Why would he feel like that?

The need to get this behind us?

Some weakness in our case we don’t know about?

What do you want to bet that it includes a provision wherein the parties agree to NOT testify against one another in any criminal proceeding?

Nothing can compel him to settle if he rally doesn’t want to settle; however, this motion will greatly increase his out-pocket expense. MDMN has laid out a reasonable and sufficient case for disqualification. This fact means all other actions in MDMN and Price’s case must stop until the court has heard and ruled upon the motion (either for or against). Price has a tough decision to make. He and his unethical attorney know MDMN has a very strong motion. The only real defense is a waiver, which MDMN already addressed, or the fact the attorney never represented MDMN (hard to argue due to the appearance and work on other cases). If Price spends the money to fight motion and loses, he is out the money and he has to now get another attorney and still have to pay this new attorney for the work on the case going forward and he is no closer to “winning” (that’s sarcasm folks) his case. If his attorney pulls out now, he can save the money he would have spent fighting the motion and put it towards a new attorney, but where is he going to find another atty to defend him after the atty finds out what really has happened in the case. If Price had a strong case he would have already had a good attorney representing him (like MDMN currently has) not one of his cronies. Or he ca use those funds to try to settle with MDMN.

I said very early on upon reviewing Price’s lawsuit I felt he was using them to try to get leverage on MDMN to settle. He would argue “settle with me now or I will make you spend money to fight me.” I think he felt MDMN would not be able to afford good attorneys to represent them and would not have access to cash flow to pay them (wonder how he knew that, huh?). Well that sword cuts both ways. MDMN has found good attorneys and they have methodically loaded up the case to MDMN’s benefit, putting Price in a tough spot. Now MDMN can dictate, “Price come settle with us or we can and will bury you.” I feel he didn’t think MDMN would fight very hard or very well. Surprise!

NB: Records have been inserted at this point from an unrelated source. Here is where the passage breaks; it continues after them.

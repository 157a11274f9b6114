//! Reflection impls for std types, plus the helpers used to write them.
//!
//! - [`concat`]: string concatenation for generic type paths.
//! - [`NonGenericTypeInfoCell`]: `Typed` storage for non-generic types.
//! - [`GenericTypeInfoCell`], [`GenericTypePathCell`]: storage for generic types.
//! - `xxx_debug`: building blocks of [`Reflect::reflect_debug`](crate::Reflect::reflect_debug).
//!
//! ## Implemented Menu
//!
//! - opaque: `bool`, `char`, `i8`-`i128`, `isize`, `u8`-`u128`, `usize`,
//!   `f32`, `f64`, `String`, `&'static str`, `Duration`, `SystemTime`
//! - pointer: `Option<T>`, `Box<T>`
//! - list: `Vec<T>`
//! - array: `[T; N]`
//! - map: `std::collections::HashMap`, `hashbrown::HashMap`, `BTreeMap`

// -----------------------------------------------------------------------------
// Modules

mod cell;
mod debug;
mod maps;
mod native;
mod pointers;
mod sequences;

// -----------------------------------------------------------------------------
// Exports

pub use cell::{GenericTypeCell, NonGenericTypeCell};
pub use cell::{GenericTypeInfoCell, GenericTypePathCell, NonGenericTypeInfoCell};
pub use debug::{array_debug, list_debug, map_debug, pointer_debug, struct_debug};

/// Concatenates string slices into one allocation.
///
/// Used to build the paths of generic types.
///
/// ```
/// use vc_reflect::impls::concat;
///
/// assert_eq!(concat(&["Vec", "<", "u8", ">"]), "Vec<u8>");
/// ```
#[inline(never)]
pub fn concat(arr: &[&str]) -> alloc::string::String {
    let len = arr.iter().map(|item| item.len()).sum();
    let mut res = alloc::string::String::with_capacity(len);
    for &item in arr {
        res.push_str(item);
    }
    res
}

In my case, the court used the motion to disqualify as a basis to push an unreasonable plaintiff to the table to a settlement. By requiring the parties to conduct discovery and conduct a full evidentiary hearing, the court put both parties on notice it was going to make us work for it (ie: spend money). Once the unreasonable plaintiff realized the defendant wasn’t going away and he would have to hire a new attorney and not use his old “family” attorney with whom he has the special family discount thing going, he would have spent probably a $100k+ to fight his case, with no guarantee of success. Makes it a lot easily to settle in this situation. I feel MDMN’s motion, as based upon the info in the pleadings, had a strong chance at success, the court will act in a similar fashion. If Price wants to fight, then Court will say “we are doing it by the book, conduct your discovery, draft your responses and reply, and we will do a full evidentiary hearing on the issue.” This is attorney-speak for “give me something to show you are going to resolve the case, or I’m going to make both of you work your ass of for it.”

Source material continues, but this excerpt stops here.